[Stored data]
=== Begin Enclosure ===
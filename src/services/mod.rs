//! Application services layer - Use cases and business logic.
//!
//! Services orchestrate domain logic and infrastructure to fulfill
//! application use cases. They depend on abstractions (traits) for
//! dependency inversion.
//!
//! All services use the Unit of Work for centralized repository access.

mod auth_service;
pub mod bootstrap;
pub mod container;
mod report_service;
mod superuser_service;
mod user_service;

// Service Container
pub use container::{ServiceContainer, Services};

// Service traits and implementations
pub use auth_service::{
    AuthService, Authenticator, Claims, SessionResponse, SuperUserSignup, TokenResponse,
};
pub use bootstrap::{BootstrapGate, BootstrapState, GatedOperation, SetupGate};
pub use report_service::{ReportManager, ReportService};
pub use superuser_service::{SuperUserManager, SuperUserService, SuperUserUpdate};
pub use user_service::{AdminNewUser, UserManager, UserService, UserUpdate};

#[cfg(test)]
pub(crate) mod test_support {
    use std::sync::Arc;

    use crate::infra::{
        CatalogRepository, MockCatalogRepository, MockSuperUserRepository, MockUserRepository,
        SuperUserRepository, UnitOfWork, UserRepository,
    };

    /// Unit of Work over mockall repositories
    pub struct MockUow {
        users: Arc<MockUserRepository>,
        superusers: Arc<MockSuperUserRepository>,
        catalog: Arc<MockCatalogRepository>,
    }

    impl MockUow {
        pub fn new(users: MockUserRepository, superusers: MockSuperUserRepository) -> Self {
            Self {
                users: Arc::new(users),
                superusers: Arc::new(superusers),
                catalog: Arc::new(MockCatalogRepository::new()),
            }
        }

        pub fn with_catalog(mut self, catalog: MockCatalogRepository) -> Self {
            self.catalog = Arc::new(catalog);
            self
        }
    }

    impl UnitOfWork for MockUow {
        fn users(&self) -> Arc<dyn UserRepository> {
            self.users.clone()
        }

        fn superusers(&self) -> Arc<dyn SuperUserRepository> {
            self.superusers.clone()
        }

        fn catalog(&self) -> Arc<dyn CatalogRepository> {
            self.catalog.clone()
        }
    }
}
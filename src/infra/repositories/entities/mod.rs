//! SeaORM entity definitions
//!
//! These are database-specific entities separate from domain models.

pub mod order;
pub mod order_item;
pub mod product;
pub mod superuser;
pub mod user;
=== End Enclosure ===
WHAT THIS TASK INVOLVES:
From the data above, determine how many lines hold "bootstrap", and write only the number.

SOLUTION FOR THIS PROBLEM:
2